At first glance the Feldenkrais Method can seem to be entirely aimed at helping our students to move better, with more ease and grace. In fact it is intended to be a tool for facilitating change in our lives; for enabling us to shift out of well-established habitual behaviours into a more responsive, more adaptable, more spontaneous way of being. Not just becoming light on our feet, but also light, flexible, and creative in our thinking.
Moshe Feldenkrais designed his Method to offer a range of strategies for making “the impossible possible, the difficult easy, and the easy elegant”. He spent his adult life studying judo; he knew how a master of judo moved, and behaved; he recognised that a person with mastery makes what they are doing look both effortless, and aesthetically pleasing – he was using the word “elegant” in all its many shades of meaning.

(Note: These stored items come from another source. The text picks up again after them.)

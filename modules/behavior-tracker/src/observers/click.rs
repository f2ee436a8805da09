use behavior_client::EventType;
use serde::{Deserialize, Serialize};

use crate::event::CandidateEvent;

const MAX_TEXT_LABEL_CHARS: usize = 20;

/// The clicked element, as much of it as labeling needs.
#[derive(Debug, Clone, Default, PartialEq, Serialize, Deserialize)]
#[serde(rename_all = "camelCase")]
pub struct ClickTarget {
    pub tag_name: String,
    #[serde(default)]
    pub id: Option<String>,
    #[serde(default)]
    pub name: Option<String>,
    #[serde(default)]
    pub inner_text: Option<String>,
}

impl ClickTarget {
    pub fn new(tag_name: impl Into<String>) -> Self {
        Self {
            tag_name: tag_name.into(),
            ..Default::default()
        }
    }

    pub fn with_id(mut self, id: impl Into<String>) -> Self {
        self.id = Some(id.into());
        self
    }

    pub fn with_name(mut self, name: impl Into<String>) -> Self {
        self.name = Some(name.into());
        self
    }

    pub fn with_text(mut self, text: impl Into<String>) -> Self {
        self.inner_text = Some(text.into());
        self
    }

    /// `#id`, else `[name=…]`, else the first 20 characters of visible text.
    pub fn label(&self) -> String {
        if let Some(id) = non_empty(&self.id) {
            return format!("#{id}");
        }
        if let Some(name) = non_empty(&self.name) {
            return format!("[name={name}]");
        }
        self.inner_text
            .as_deref()
            .map(|t| t.trim().chars().take(MAX_TEXT_LABEL_CHARS).collect())
            .unwrap_or_default()
    }
}

fn non_empty(value: &Option<String>) -> Option<&str> {
    value.as_deref().filter(|v| !v.is_empty())
}

/// Every click becomes a candidate; matching decides whether it is sent.
#[derive(Debug, Default)]
pub struct ClickObserver;

impl ClickObserver {
    pub fn observe(&self, target: &ClickTarget) -> CandidateEvent {
        CandidateEvent::new(EventType::Click)
            .with("element", target.tag_name.to_lowercase())
            .with("label", target.label())
    }
}

#[cfg(test)]
mod tests {
    use super::*;

    #[test]
    fn label_precedence() {
        let full = ClickTarget::new("BUTTON")
            .with_id("buy-button")
            .with_name("buy")
            .with_text("Buy now");
        assert_eq!(full.label(), "#buy-button");

        let named = ClickTarget::new("INPUT").with_name("email").with_text("x");
        assert_eq!(named.label(), "[name=email]");

        let text = ClickTarget::new("A").with_id("").with_text("  Read more  ");
        assert_eq!(text.label(), "Read more");

        assert_eq!(ClickTarget::new("DIV").label(), "");
    }

    #[test]
    fn text_label_truncates_on_char_boundary() {
        let target = ClickTarget::new("P").with_text("Réservez dès maintenant votre séjour");
        let label = target.label();
        assert_eq!(label.chars().count(), 20);
        assert_eq!(label, "Réservez dès mainten");
    }

    #[test]
    fn candidate_carries_lowercased_tag() {
        let event = ClickObserver.observe(&ClickTarget::new("BUTTON").with_id("buy-button"));
        assert_eq!(event.event_type, EventType::Click);
        assert_eq!(event.payload["element"], "button");
        assert_eq!(event.payload["label"], "#buy-button");
    }
}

These ancient “martial” arts have skills for living embedded into their design; even our diluted westernised versions of Ju Jitsu, Tai Chi and Aikido still contain vital elements of the philosophies that inspired them. I suspect Dr Feldenkrais could see that humanity needed new tools for self-development; he recognised that learning how to learn – and how to keep on learning – was vital for our continuing survival in the complex artificial world we are building around ourselves. He saw that living longer and longer with less and less flexible thinking was a recipe for stagnation and decline, both for us as individuals, and for our species as a whole. He read everything he could about our human nervous system – he had an old knee injury to heal – and recognised that there was a version of his beloved physics that was central to how we humans function and develop.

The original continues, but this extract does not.